### [Task objective]
What you give back must match the data character for character.

= = = = =

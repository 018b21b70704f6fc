//! Quote aggregation and the engine entry point.
//!
//! Two aggregation strategies, selected by `SurchargePolicy`:
//!
//! - itemized: every service priced on its own with the complexity multiplier;
//!   the grand total is the sum of each service's total
//! - combined: one umbrella fee built from the highest base rate in the
//!   selection, scaled by the service-count multiplier

use rust_decimal::Decimal;

use crate::domain::{
    AssetValue, CombinedQuote, ComplexityLevel, ItemizedQuote, Quotation, RegulationParams,
    ServiceFee, ServiceSelection, SurchargePolicy,
};
use crate::error::ValidationError;
use crate::tariff::bracket::bracket_for;
use crate::tariff::rates::{base_rate, resolve_category};
use crate::tariff::stack::compose;
use crate::tariff::surcharge::{apply_complexity, apply_service_count, service_count_multiplier};

/// Compute a full quotation.
///
/// Fails only on invalid input (negative value, empty selection, negative
/// regulation rate); unmatched service names fall back to the default
/// category instead.
pub fn compute_fee(
    asset_value: Decimal,
    selection: &ServiceSelection,
    policy: SurchargePolicy,
    params: &RegulationParams,
) -> Result<Quotation, ValidationError> {
    params.validate()?;
    let asset = AssetValue::new(asset_value)?;
    match policy {
        SurchargePolicy::Complexity(level) => {
            itemize(asset, selection, level, params).map(Quotation::Itemized)
        }
        SurchargePolicy::ServiceCount => combine(asset, selection, params).map(Quotation::Combined),
    }
}

/// Price one service on its own.
pub fn price_service(
    asset: AssetValue,
    service: &str,
    level: ComplexityLevel,
    params: &RegulationParams,
) -> ServiceFee {
    let bracket = bracket_for(asset);
    let category = resolve_category(service);
    let base_fee = base_rate(category.category(), bracket);
    let fee = apply_complexity(base_fee, level);

    ServiceFee {
        service: service.to_string(),
        category,
        base_fee,
        multiplier: level.multiplier(),
        breakdown: compose(fee, params),
    }
}

pub fn itemize(
    asset: AssetValue,
    selection: &ServiceSelection,
    level: ComplexityLevel,
    params: &RegulationParams,
) -> Result<ItemizedQuote, ValidationError> {
    if selection.is_empty() {
        return Err(ValidationError::EmptySelection);
    }

    let services: Vec<ServiceFee> = selection
        .names()
        .iter()
        .map(|name| price_service(asset, name, level, params))
        .collect();
    let grand_total = services.iter().map(|s| s.breakdown.total).sum();

    Ok(ItemizedQuote {
        asset_value: asset,
        bracket: bracket_for(asset),
        complexity: level,
        services,
        grand_total,
    })
}

pub fn combine(
    asset: AssetValue,
    selection: &ServiceSelection,
    params: &RegulationParams,
) -> Result<CombinedQuote, ValidationError> {
    if selection.is_empty() {
        return Err(ValidationError::EmptySelection);
    }
    let multiplier = service_count_multiplier(selection.len())?;
    let bracket = bracket_for(asset);

    let categories: Vec<_> = selection
        .names()
        .iter()
        .map(|name| resolve_category(name))
        .collect();

    // Highest base rate wins; ties keep the first category in selection order.
    let mut rate_category = categories[0].category();
    let mut base_fee = base_rate(rate_category, bracket);
    for m in &categories[1..] {
        let rate = base_rate(m.category(), bracket);
        if rate > base_fee {
            base_fee = rate;
            rate_category = m.category();
        }
    }

    let fee = apply_service_count(base_fee, selection.len())?;

    Ok(CombinedQuote {
        asset_value: asset,
        bracket,
        services: selection.names().to_vec(),
        categories,
        rate_category,
        base_fee,
        multiplier,
        breakdown: compose(fee, params),
    })
}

= = = = =

### [Task answer]
repository 018b21b70704f6fc
//! Quote aggregation and the engine entry point.
//!
//! Two aggregation strategies, selected by `SurchargePolicy`:
//!
//! - itemized: every service priced on its own with the complexity multiplier;
//!   the grand total is the sum of each service's total
//! - combined: one umbrella fee built from the highest base rate in the
//!   selection, scaled by the service-count multiplier

use rust_decimal::Decimal;

use crate::domain::{
    AssetValue, CombinedQuote, ComplexityLevel, ItemizedQuote, Quotation, RegulationParams,
    ServiceFee, ServiceSelection, SurchargePolicy,
};
use crate::error::ValidationError;
use crate::tariff::bracket::bracket_for;
use crate::tariff::rates::{base_rate, resolve_category};
use crate::tariff::stack::compose;
use crate::tariff::surcharge::{apply_complexity, apply_service_count, service_count_multiplier};

/// Compute a full quotation.
///
/// Fails only on invalid input (negative value, empty selection, negative
/// regulation rate); unmatched service names fall back to the default
/// category instead.
pub fn compute_fee(
    asset_value: Decimal,
    selection: &ServiceSelection,
    policy: SurchargePolicy,
    params: &RegulationParams,
) -> Result<Quotation, ValidationError> {
    params.validate()?;
    let asset = AssetValue::new(asset_value)?;
    match policy {
        SurchargePolicy::Complexity(level) => {
            itemize(asset, selection, level, params).map(Quotation::Itemized)
        }
        SurchargePolicy::ServiceCount => combine(asset, selection, params).map(Quotation::Combined),
    }
}

/// Price one service on its own.
pub fn price_service(
    asset: AssetValue,
    service: &str,
    level: ComplexityLevel,
    params: &RegulationParams,
) -> ServiceFee {
    let bracket = bracket_for(asset);
    let category = resolve_category(service);
    let base_fee = base_rate(category.category(), bracket);
    let fee = apply_complexity(base_fee, level);

    ServiceFee {
        service: service.to_string(),
        category,
        base_fee,
        multiplier: level.multiplier(),
        breakdown: compose(fee, params),
    }
}

pub fn itemize(
    asset: AssetValue,
    selection: &ServiceSelection,
    level: ComplexityLevel,
    params: &RegulationParams,
) -> Result<ItemizedQuote, ValidationError> {
    if selection.is_empty() {
        return Err(ValidationError::EmptySelection);
    }

    let services: Vec<ServiceFee> = selection
        .names()
        .iter()
        .map(|name| price_service(asset, name, level, params))
        .collect();
    let grand_total = services.iter().map(|s| s.breakdown.total).sum();

    Ok(ItemizedQuote {
        asset_value: asset,
        bracket: bracket_for(asset),
        complexity: level,
        services,
        grand_total,
    })
}

pub fn combine(
    asset: AssetValue,
    selection: &ServiceSelection,
    params: &RegulationParams,
) -> Result<CombinedQuote, ValidationError> {
    if selection.is_empty() {
        return Err(ValidationError::EmptySelection);
    }
    let multiplier = service_count_multiplier(selection.len())?;
    let bracket = bracket_for(asset);

    let categories: Vec<_> = selection
        .names()
        .iter()
        .map(|name| resolve_category(name))
        .collect();

    // Highest base rate wins; ties keep the first category in selection order.
    let mut rate_category = categories[0].category();
    let mut base_fee = base_rate(rate_category, bracket);
    for m in &categories[1..] {
        let rate = base_rate(m.category(), bracket);
        if rate > base_fee {
            base_fee = rate;
            rate_category = m.category();
        }
    }

    let fee = apply_service_count(base_fee, selection.len())?;

    Ok(CombinedQuote {
        asset_value: asset,
        bracket,
        services: selection.names().to_vec(),
        categories,
        rate_category,
        base_fee,
        multiplier,
        breakdown: compose(fee, params),
    })
}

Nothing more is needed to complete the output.